## Exercise
In the data below, find every line with the string "Thread" and pull it out.
[[ Records open ]]
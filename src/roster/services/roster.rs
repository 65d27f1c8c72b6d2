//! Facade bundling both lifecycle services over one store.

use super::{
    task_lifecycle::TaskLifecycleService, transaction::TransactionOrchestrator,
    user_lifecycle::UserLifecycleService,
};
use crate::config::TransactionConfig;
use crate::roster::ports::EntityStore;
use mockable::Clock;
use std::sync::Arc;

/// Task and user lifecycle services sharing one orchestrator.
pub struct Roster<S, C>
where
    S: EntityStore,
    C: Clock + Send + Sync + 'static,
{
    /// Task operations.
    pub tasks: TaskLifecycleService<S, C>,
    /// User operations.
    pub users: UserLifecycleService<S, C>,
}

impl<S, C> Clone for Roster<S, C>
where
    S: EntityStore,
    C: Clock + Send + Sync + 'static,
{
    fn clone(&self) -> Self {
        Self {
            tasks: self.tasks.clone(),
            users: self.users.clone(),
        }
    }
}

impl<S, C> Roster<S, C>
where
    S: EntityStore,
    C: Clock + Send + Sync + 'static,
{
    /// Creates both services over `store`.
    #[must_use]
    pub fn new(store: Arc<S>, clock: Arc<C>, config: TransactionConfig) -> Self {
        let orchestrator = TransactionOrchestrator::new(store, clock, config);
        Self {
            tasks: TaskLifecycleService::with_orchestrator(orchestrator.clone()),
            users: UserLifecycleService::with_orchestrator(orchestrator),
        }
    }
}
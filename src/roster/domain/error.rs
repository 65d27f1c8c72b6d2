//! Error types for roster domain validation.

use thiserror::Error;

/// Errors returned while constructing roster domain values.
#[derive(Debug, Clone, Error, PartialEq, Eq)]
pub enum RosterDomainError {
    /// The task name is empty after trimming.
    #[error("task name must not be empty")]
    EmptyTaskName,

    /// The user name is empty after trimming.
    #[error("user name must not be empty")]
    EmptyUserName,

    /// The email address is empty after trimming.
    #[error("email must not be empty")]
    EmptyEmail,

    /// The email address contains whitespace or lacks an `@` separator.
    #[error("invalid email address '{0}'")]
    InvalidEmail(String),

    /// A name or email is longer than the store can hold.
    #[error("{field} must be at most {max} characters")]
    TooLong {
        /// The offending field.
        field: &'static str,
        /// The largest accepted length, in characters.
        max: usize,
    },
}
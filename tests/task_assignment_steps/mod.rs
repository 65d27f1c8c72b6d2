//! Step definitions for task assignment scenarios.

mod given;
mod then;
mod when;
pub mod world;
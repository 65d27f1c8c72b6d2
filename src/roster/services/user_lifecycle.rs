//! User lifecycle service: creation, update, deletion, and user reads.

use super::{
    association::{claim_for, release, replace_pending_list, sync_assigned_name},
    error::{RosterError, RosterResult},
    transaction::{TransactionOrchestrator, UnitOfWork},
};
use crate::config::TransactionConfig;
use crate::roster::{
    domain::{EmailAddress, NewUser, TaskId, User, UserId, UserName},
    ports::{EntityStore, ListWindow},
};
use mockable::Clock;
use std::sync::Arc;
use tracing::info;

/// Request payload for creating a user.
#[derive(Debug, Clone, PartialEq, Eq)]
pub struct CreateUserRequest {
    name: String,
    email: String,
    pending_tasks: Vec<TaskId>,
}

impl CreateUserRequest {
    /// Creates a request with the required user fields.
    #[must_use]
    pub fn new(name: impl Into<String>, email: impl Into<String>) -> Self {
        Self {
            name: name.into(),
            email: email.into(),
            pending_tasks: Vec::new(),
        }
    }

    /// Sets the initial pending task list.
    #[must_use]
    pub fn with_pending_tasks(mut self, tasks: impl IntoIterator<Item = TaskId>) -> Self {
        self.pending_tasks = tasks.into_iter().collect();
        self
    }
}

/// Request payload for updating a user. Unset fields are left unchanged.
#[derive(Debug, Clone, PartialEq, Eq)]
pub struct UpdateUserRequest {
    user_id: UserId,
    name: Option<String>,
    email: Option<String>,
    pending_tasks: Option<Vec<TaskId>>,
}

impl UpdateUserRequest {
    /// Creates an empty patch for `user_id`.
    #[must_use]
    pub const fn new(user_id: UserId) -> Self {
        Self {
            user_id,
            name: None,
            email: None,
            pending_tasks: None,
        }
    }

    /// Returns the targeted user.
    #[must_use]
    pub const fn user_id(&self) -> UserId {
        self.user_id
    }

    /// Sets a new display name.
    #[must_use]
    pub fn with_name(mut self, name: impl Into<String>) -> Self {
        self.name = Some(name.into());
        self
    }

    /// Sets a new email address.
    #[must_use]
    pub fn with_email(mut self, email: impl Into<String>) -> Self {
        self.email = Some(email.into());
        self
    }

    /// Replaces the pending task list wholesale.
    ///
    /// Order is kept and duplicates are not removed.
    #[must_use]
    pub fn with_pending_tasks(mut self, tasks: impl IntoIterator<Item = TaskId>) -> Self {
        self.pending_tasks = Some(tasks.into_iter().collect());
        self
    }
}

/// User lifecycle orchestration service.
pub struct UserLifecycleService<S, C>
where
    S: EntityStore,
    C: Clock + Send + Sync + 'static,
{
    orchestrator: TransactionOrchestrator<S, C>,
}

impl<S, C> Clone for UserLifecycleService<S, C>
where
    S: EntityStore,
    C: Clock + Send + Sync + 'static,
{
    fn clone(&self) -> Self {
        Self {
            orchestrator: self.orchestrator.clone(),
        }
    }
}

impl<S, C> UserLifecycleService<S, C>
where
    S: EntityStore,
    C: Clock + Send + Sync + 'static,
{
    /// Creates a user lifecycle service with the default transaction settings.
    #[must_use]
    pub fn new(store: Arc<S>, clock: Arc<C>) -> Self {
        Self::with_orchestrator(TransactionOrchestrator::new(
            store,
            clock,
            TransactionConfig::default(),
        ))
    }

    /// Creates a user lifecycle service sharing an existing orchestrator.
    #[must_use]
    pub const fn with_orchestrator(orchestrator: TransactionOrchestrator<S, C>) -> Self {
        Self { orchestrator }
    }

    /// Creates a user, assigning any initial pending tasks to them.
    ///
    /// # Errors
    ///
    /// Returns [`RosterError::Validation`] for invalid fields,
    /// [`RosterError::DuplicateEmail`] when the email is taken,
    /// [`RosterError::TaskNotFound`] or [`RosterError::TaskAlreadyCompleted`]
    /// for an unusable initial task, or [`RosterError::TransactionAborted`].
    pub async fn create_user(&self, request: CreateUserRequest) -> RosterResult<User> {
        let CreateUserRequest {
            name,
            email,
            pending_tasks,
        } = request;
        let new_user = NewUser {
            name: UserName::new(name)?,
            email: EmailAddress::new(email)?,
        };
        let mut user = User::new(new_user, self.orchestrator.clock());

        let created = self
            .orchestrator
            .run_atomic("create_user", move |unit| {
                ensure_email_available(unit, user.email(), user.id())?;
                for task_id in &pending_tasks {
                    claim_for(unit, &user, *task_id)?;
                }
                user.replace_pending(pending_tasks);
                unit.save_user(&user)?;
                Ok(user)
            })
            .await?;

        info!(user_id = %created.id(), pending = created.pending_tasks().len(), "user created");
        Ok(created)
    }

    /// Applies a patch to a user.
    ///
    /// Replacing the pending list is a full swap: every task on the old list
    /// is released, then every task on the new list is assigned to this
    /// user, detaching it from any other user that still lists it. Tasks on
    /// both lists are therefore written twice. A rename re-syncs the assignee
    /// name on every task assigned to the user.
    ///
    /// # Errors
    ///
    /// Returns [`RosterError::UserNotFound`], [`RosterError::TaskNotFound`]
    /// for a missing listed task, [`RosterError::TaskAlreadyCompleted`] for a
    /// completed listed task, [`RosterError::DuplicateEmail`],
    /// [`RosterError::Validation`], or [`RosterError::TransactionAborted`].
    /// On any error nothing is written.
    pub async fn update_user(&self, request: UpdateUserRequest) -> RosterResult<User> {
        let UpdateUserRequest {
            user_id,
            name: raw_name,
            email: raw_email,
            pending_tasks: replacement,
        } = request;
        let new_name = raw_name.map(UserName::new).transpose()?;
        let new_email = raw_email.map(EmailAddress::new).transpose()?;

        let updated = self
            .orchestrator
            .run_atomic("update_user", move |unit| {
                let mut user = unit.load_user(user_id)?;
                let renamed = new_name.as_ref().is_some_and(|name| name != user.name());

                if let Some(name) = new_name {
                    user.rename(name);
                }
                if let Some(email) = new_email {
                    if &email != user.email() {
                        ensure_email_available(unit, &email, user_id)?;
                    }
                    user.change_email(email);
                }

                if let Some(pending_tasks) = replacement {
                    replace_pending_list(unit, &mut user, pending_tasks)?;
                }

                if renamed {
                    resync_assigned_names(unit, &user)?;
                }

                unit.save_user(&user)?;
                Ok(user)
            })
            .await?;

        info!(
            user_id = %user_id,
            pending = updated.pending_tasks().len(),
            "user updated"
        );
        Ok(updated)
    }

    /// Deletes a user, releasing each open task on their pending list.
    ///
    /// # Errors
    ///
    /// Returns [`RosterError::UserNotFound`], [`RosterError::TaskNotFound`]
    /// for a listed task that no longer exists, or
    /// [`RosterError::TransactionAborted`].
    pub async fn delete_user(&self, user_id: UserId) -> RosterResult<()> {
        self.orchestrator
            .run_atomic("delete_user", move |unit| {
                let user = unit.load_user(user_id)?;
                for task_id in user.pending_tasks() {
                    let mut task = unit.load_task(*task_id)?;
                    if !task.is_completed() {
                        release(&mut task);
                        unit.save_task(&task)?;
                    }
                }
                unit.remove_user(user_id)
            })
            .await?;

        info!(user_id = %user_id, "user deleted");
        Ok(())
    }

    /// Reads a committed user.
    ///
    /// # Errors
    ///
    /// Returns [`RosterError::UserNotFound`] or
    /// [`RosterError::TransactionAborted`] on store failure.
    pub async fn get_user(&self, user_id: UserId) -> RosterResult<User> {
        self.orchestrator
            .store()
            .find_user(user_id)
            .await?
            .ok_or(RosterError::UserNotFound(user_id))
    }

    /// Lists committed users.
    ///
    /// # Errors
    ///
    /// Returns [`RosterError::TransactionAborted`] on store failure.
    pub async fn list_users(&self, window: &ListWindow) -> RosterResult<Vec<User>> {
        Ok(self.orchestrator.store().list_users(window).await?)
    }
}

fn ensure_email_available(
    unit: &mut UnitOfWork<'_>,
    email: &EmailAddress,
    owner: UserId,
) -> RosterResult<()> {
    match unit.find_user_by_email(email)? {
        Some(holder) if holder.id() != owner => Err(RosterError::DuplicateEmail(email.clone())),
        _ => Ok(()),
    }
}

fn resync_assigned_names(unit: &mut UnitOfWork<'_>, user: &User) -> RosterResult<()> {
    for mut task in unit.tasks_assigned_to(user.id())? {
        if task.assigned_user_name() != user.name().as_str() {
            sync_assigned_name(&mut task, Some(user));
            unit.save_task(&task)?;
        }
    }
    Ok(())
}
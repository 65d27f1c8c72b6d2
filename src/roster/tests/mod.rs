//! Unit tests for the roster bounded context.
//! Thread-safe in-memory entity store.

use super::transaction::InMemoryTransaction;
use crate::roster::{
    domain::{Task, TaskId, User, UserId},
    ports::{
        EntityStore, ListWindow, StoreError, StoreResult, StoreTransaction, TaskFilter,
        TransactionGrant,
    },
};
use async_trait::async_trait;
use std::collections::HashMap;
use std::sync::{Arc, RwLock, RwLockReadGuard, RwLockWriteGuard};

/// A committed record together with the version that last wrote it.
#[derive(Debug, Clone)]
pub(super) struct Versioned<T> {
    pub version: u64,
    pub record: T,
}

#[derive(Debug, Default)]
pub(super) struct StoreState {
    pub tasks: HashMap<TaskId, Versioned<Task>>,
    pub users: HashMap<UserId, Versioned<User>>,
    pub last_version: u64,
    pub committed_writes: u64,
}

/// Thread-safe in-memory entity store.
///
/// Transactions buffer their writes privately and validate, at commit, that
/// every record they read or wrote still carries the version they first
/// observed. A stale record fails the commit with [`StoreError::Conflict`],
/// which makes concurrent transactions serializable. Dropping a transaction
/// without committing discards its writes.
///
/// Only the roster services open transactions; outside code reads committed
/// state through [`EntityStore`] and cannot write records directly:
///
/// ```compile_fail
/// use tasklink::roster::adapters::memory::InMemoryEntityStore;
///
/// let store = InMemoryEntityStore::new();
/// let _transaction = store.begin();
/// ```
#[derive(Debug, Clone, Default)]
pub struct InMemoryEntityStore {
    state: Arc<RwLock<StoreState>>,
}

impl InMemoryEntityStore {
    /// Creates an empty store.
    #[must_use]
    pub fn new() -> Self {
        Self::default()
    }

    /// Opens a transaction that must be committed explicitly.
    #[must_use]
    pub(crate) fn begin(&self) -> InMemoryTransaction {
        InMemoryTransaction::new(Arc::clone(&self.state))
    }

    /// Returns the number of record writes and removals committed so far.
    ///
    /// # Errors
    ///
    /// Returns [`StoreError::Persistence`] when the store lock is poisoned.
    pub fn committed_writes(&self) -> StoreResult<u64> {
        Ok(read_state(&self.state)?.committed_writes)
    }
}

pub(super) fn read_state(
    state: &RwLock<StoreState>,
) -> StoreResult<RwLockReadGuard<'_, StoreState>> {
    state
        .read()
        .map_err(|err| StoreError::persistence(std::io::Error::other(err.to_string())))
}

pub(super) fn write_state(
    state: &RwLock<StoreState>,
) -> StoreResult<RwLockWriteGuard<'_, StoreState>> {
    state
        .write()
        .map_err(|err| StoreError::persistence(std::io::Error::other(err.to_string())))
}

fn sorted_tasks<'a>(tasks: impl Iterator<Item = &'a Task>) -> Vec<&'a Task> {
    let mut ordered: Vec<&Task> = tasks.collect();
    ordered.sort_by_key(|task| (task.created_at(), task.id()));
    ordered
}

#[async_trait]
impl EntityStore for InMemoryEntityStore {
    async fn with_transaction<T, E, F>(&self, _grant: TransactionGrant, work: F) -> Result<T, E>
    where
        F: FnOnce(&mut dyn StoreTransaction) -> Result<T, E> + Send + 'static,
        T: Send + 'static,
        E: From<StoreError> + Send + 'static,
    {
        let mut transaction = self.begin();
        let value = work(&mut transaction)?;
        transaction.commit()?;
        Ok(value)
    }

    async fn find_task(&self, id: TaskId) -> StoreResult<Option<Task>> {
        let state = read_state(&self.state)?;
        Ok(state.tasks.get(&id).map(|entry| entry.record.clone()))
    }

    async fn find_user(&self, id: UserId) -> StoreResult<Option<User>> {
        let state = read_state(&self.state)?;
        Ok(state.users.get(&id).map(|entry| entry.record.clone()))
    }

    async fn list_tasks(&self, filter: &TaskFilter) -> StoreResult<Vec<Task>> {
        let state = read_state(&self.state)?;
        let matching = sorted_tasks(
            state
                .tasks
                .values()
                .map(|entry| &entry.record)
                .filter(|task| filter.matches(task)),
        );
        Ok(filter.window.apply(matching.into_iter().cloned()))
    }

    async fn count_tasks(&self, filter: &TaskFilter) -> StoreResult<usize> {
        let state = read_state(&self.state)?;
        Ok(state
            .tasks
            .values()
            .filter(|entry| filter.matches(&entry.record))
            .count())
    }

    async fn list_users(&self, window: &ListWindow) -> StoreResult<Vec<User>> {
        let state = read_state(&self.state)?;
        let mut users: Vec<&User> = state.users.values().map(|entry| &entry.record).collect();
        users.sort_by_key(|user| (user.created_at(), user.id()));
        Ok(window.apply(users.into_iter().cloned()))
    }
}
[[ Records closed ]]
## Output for this task
//! Thread-safe in-memory entity store.
/// Thread-safe in-memory entity store.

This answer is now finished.